Atendente com sorrisos de liquidação
As nossas instalações ficam do quinto andar para cima.
Antes de entrar num edifício costumo contar os seus andares. Claro que é uma mania desnecessária, mas o que fazer se tenho esta mania? Devido a este inexplicável e desnecessário vício, concluí que as instalações do Motel Gaveta ocupavam exatamente oito andares daquele moderno edifício.
Atendente com sorrisos de liquidação
Apresentarei a vocês todos os modelos de gavetas de que dispomos. Para começar, conheceremos esta, cujo nome é: single-standard.
Pela apresentação parecia ser uma gaveta roubada do IML (Instituto Médico Legal), mas não, tratava-se de uma gaveta produzida em ferro inteiramente cromado, o que por si só a diferenciava dos gavetões do referido instituto. A largura era de aproximadamente um metro e vinte e dois centímetros. O comprimento tinha em torno de dois metros e dezessete centímetros. A altura, que era limitada por uma chapa maciça de ferro pintado de branco, tinha aproximadamente um metro e dezenove centímetros, o que não nos possibilitaria ficar em pé, mas deixava o gavetão single-standard com relativo conforto.

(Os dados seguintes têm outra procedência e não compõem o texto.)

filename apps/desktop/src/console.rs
//! Line-oriented terminal host: draws the surface on every flush and turns typed
//! commands into shell input.

use std::{fmt::Write as _, io::Write as _, sync::Arc};

use tokio::{
    io::{AsyncBufReadExt, BufReader, Lines, Stdin},
    sync::Mutex,
};
use tracing::warn;
use view_core::{
    controller::{ElementNode, FormAction, ListAction, RowActionKind},
    surface::{FormField, Region, RowField, RowView, Slot, Template, Trigger},
    MemorySurface, Surface, UiInput,
};

/// Stdin shared between the command loop and the dialog presenter.
pub type SharedInput = Arc<Mutex<Lines<BufReader<Stdin>>>>;

pub fn shared_stdin() -> SharedInput {
    Arc::new(Mutex::new(BufReader::new(tokio::io::stdin()).lines()))
}

pub async fn next_line(input: &SharedInput) -> std::io::Result<Option<String>> {
    input.lock().await.next_line().await
}

#[derive(Debug, Clone, PartialEq, Eq)]
pub enum Command {
    Dispatch(UiInput),
    SetField(FormField, String),
    ToggleStatus,
    Help,
    Quit,
}

/// Interprets one typed line against whatever template is currently mounted.
pub fn parse_command(
    template: Option<Template>,
    rows: &[RowView],
    line: &str,
) -> Result<Command, String> {
    let line = line.trim();
    let (verb, rest) = match line.split_once(char::is_whitespace) {
        Some((verb, rest)) => (verb, rest.trim()),
        None => (line, ""),
    };

    match verb {
        "q" | "quit" => return Ok(Command::Quit),
        "?" | "help" => return Ok(Command::Help),
        _ => {}
    }

    match template {
        Some(Template::EmployeeList) => match verb {
            "a" | "add" => Ok(Command::Dispatch(UiInput::List(ListAction::AddEmployee))),
            "e" | "edit" => row_click(RowActionKind::Edit, rows, rest),
            "d" | "delete" => row_click(RowActionKind::Delete, rows, rest),
            _ => Err(format!("unknown command `{verb}`")),
        },
        Some(Template::LoadError) => match verb {
            "r" | "retry" => Ok(Command::Dispatch(UiInput::List(ListAction::Retry))),
            _ => Err(format!("unknown command `{verb}`")),
        },
        Some(Template::EmployeeForm) => match verb {
            "set" => {
                let (marker, value) = rest.split_once(char::is_whitespace).unwrap_or((rest, ""));
                let field = FormField::from_marker(marker)
                    .ok_or_else(|| format!("unknown field `{marker}`"))?;
                Ok(Command::SetField(field, value.trim().to_string()))
            }
            "toggle" => Ok(Command::ToggleStatus),
            "s" | "submit" => Ok(Command::Dispatch(UiInput::Form(FormAction::Submit))),
            "c" | "cancel" => Ok(Command::Dispatch(UiInput::Form(FormAction::Cancel))),
            _ => Err(format!("unknown command `{verb}`")),
        },
        Some(Template::Loading) | None => Err("still loading".to_string()),
    }
}

/// Row buttons hold an icon; a typed row command clicks that icon.
fn row_click(kind: RowActionKind, rows: &[RowView], arg: &str) -> Result<Command, String> {
    let index: usize = arg
        .parse()
        .map_err(|_| format!("expected a row number, got `{arg}`"))?;
    let row = index
        .checked_sub(1)
        .and_then(|i| rows.get(i))
        .ok_or_else(|| format!("no row {index}"))?;
    Ok(Command::Dispatch(UiInput::ListClick(vec![
        ElementNode::plain(),
        ElementNode::action_control(kind, row.person_id.clone()),
    ])))
}

pub fn help_text(template: Option<Template>) -> &'static str {
    match template {
        Some(Template::EmployeeList) => "a | e <row> | d <row> | q",
        Some(Template::LoadError) => "r | q",
        Some(Template::EmployeeForm) => "set <field> <value> | toggle | submit | cancel | q",
        Some(Template::Loading) | None => "q",
    }
}

/// Retained surface that redraws to stdout at the end of every render pass.
#[derive(Debug, Default)]
pub struct ConsoleSurface {
    view: MemorySurface,
}

impl ConsoleSurface {
    pub fn new() -> Self {
        Self::default()
    }

    pub fn view(&self) -> &MemorySurface {
        &self.view
    }
}

impl Surface for ConsoleSurface {
    fn mount(&mut self, template: Template) {
        self.view.mount(template);
    }

    fn set_text(&mut self, slot: Slot, text: &str) {
        self.view.set_text(slot, text);
    }

    fn set_visible(&mut self, region: Region, visible: bool) {
        self.view.set_visible(region, visible);
    }

    fn append_row(&mut self, row: RowView) {
        self.view.append_row(row);
    }

    fn show_placeholder_row(&mut self, message: &str) {
        self.view.show_placeholder_row(message);
    }

    fn set_field(&mut self, field: FormField, value: &str) {
        self.view.set_field(field, value);
    }

    fn field(&self, field: FormField) -> String {
        self.view.field(field)
    }

    fn set_status_toggle(&mut self, active: bool) {
        self.view.set_status_toggle(active);
    }

    fn status_toggle(&self) -> bool {
        self.view.status_toggle()
    }

    fn mark_field_error(&mut self, field: FormField, message: &str) {
        self.view.mark_field_error(field, message);
    }

    fn clear_field_errors(&mut self) {
        self.view.clear_field_errors();
    }

    fn bind(&mut self, trigger: Trigger) {
        self.view.bind(trigger);
    }

    fn flush(&mut self) {
        self.view.flush();
        let screen = draw(&self.view);
        let mut out = std::io::stdout().lock();
        if let Err(err) = out.write_all(screen.as_bytes()).and_then(|_| out.flush()) {
            warn!(%err, "failed to draw screen");
        }
    }
}

pub fn draw(view: &MemorySurface) -> String {
    let mut screen = String::from("\n");
    match view.template() {
        Some(Template::Loading) => screen.push_str("Loading employees...\n"),
        Some(Template::EmployeeList) => draw_list(view, &mut screen),
        Some(Template::LoadError) => {
            let _ = writeln!(
                screen,
                "Failed to load employees: {}",
                view.text(Slot::ErrorMessage).unwrap_or_default()
            );
        }
        Some(Template::EmployeeForm) => draw_form(view, &mut screen),
        None => {}
    }
    if view.template().is_some_and(|template| template != Template::Loading) {
        let _ = writeln!(screen, "[{}]", help_text(view.template()));
    }
    screen
}

const COLUMN_WIDTHS: [usize; 4] = [12, 16, 16, 10];

fn draw_list(view: &MemorySurface, screen: &mut String) {
    let _ = writeln!(
        screen,
        "  {:>3}  {:<12} {:<16} {:<16} {}",
        "#", "Employee No", "First name", "Last name", "Status"
    );
    if let Some(message) = view.placeholder() {
        let _ = writeln!(screen, "  {message}");
        return;
    }
    for (index, row) in view.rows().iter().enumerate() {
        let _ = write!(screen, "  {:>3} ", index + 1);
        for (field, width) in RowField::ALL.into_iter().zip(COLUMN_WIDTHS) {
            let _ = write!(screen, " {:<width$}", row.cell(field));
        }
        let _ = writeln!(screen, " [{}]", row.status_class());
    }
}

fn draw_form(view: &MemorySurface, screen: &mut String) {
    if view.is_visible(Region::Breadcrumb) {
        let _ = writeln!(
            screen,
            "Employees > {}",
            view.text(Slot::BreadcrumbName).unwrap_or_default()
        );
    }
    let _ = writeln!(screen, "{}", view.text(Slot::FormTitle).unwrap_or_default());
    for field in FormField::ALL {
        let _ = write!(
            screen,
            "  {:<16} ({:<10}) {}",
            field.label(),
            field.marker(),
            view.field(field)
        );
        if let Some(message) = view.field_error(field) {
            let _ = write!(screen, "  ! {message}");
        }
        screen.push('\n');
    }
    let status = if view.status_toggle() { "Active" } else { "Inactive" };
    let _ = writeln!(screen, "  {:<16} {status}", "Status");
    let _ = writeln!(
        screen,
        "  submit = {}",
        view.text(Slot::SubmitLabel).unwrap_or_default()
    );
}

Um colchão de espuma com vinte e oito centímetros de espessura dava o conforto necessário para que uma pessoa pudesse se acomodar. Lençóis e fronha, já que havia apenas um travesseiro de espuma, cobriam e davam uma aparência mais simples ao gavetão single-standard. Não havia iluminação, contudo o ar-condicionado estava presente neste como em todos os outros modelos, sempre com muita eficiência e regularidade. A circulação de ar era outro fator comum a todos os modelos. Havia pequenos furos circulares na frente dos gavetões. Esses furos eram minúsculos e não poderiam ser utilizados como espia para algum desavergonhado.

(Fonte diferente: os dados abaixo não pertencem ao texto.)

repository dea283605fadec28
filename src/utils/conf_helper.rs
use anyhow::{anyhow, Context, Result};
use std::sync::OnceLock;
use tokio::fs;
use tokio::net::TcpListener;
use tracing::info;

use crate::models::extension_model::ExtensionConfig;

static CONFIG_CACHE: OnceLock<ExtensionConfig> = OnceLock::new();
static CORE_URL: OnceLock<String> = OnceLock::new();

const CONFIG_PATH: &str = "plugin.json";

/// Loads `plugin.json`, binds the listener and caches the config with the
/// port that was actually bound.
pub async fn init_config_and_bind() -> Result<TcpListener> {
    let data = fs::read_to_string(CONFIG_PATH)
        .await
        .with_context(|| format!("reading {CONFIG_PATH}"))?;

    let mut config: ExtensionConfig =
        serde_json::from_str(&data).with_context(|| format!("parsing {CONFIG_PATH}"))?;

    let bind_addr = format!("{}:{}", config.connection.ip, config.connection.port);
    let listener = TcpListener::bind(&bind_addr)
        .await
        .with_context(|| format!("binding {bind_addr}"))?;

    // Port 0 in the config means "any free port".
    let actual_port = listener.local_addr()?.port();
    config.connection.port = actual_port;

    let url = format!(
        "{}:{}",
        config.connection.target, config.connection.target_port
    );

    CORE_URL
        .set(url)
        .map_err(|_| anyhow!("core URL already initialized"))?;
    CONFIG_CACHE
        .set(config)
        .map_err(|_| anyhow!("config already initialized"))?;

    info!("Config initialized with dynamic port: {}", actual_port);

    Ok(listener)
}

pub fn get_cached_config() -> &'static ExtensionConfig {
    CONFIG_CACHE.get().expect("Config not initialized")
}

pub fn get_core_url() -> &'static String {
    CORE_URL.get().expect("Core URL not initialized")
}
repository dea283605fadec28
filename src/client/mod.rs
pub mod register;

O sistema de comunicação neste módulo utilizava alguns princípios básicos de tecnologia, tendo apenas um intercomunicador com o serviço de segurança central. Não havia comunicação externa ao prédio, apenas se o ocupante tivesse um aparelho celular.
Havia cabides em todos os módulos.
A moça dos sorrisos de liquidação nos confidenciou que este módulo era utilizado freqüentemente por maníacos em masturbação, de ambos os sexos, mas com maior freqüência masculina. A permanência dos ocupantes era bem variada. A média era de cinqüenta e dois minutos, pequeno em relação a outros módulos, mas um tempo razoável se levarmos em conta a finalidade do mesmo.

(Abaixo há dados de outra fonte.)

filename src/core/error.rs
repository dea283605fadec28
// Error handling for the res reader

use thiserror::Error;

pub type Result<T> = std::result::Result<T, ResError>;

#[derive(Error, Debug)]
pub enum ResError {
    #[error("IO error: {0}")]
    Io(#[from] std::io::Error),

    #[error("End of stream")]
    EndOfStream,

    #[error("Truncated {context}: expected {expected} bytes, got {found}")]
    Truncated {
        context: &'static str,
        expected: usize,
        found: usize,
    },

    #[error("Invalid signature: got {0:?}")]
    InvalidSignature(String),

    #[error("Wrong packet format ({leading} != {trailing})")]
    PacketMismatch { leading: i32, trailing: i32 },

    #[error("Packet too large: {size} bytes (max {max})")]
    PacketTooLarge { size: i32, max: i32 },

    #[error("Format error: {0}")]
    Format(String),

    #[error("Name not found: {0}")]
    NameNotFound(String),

    #[error("{what} index {index} out of range (len {len})")]
    IndexOutOfRange {
        what: &'static str,
        index: usize,
        len: usize,
    },
}

impl ResError {
    pub fn is_end_of_stream(&self) -> bool {
        matches!(self, ResError::EndOfStream)
    }

    /// Framing, signature and layout failures. These abort an open.
    pub fn is_format_error(&self) -> bool {
        matches!(
            self,
            ResError::InvalidSignature(_)
                | ResError::PacketMismatch { .. }
                | ResError::PacketTooLarge { .. }
                | ResError::Format(_)
        )
    }
}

Também confidenciou-nos a moça dos sorrisos de liquidação – desta vez mais atenta às várias câmeras de circuito fechado que faziam a segurança do estabelecimento – que muitos utilizavam este módulo levando companhias virtuais, tais como: bonecas virtuais – artigo alugado pelo estabelecimento a peso de ouro: é interessante e apropriado salientarmos que os artigos são esterilizados logo após serem devolvidos à loja –, pênis de borracha com vários tamanhos e formatos – fica registrado que a maioria dos clientes já possuem estes aparelhos –, vibradores elétricos e mais um sem números de artigos que não vale a pena mencionar.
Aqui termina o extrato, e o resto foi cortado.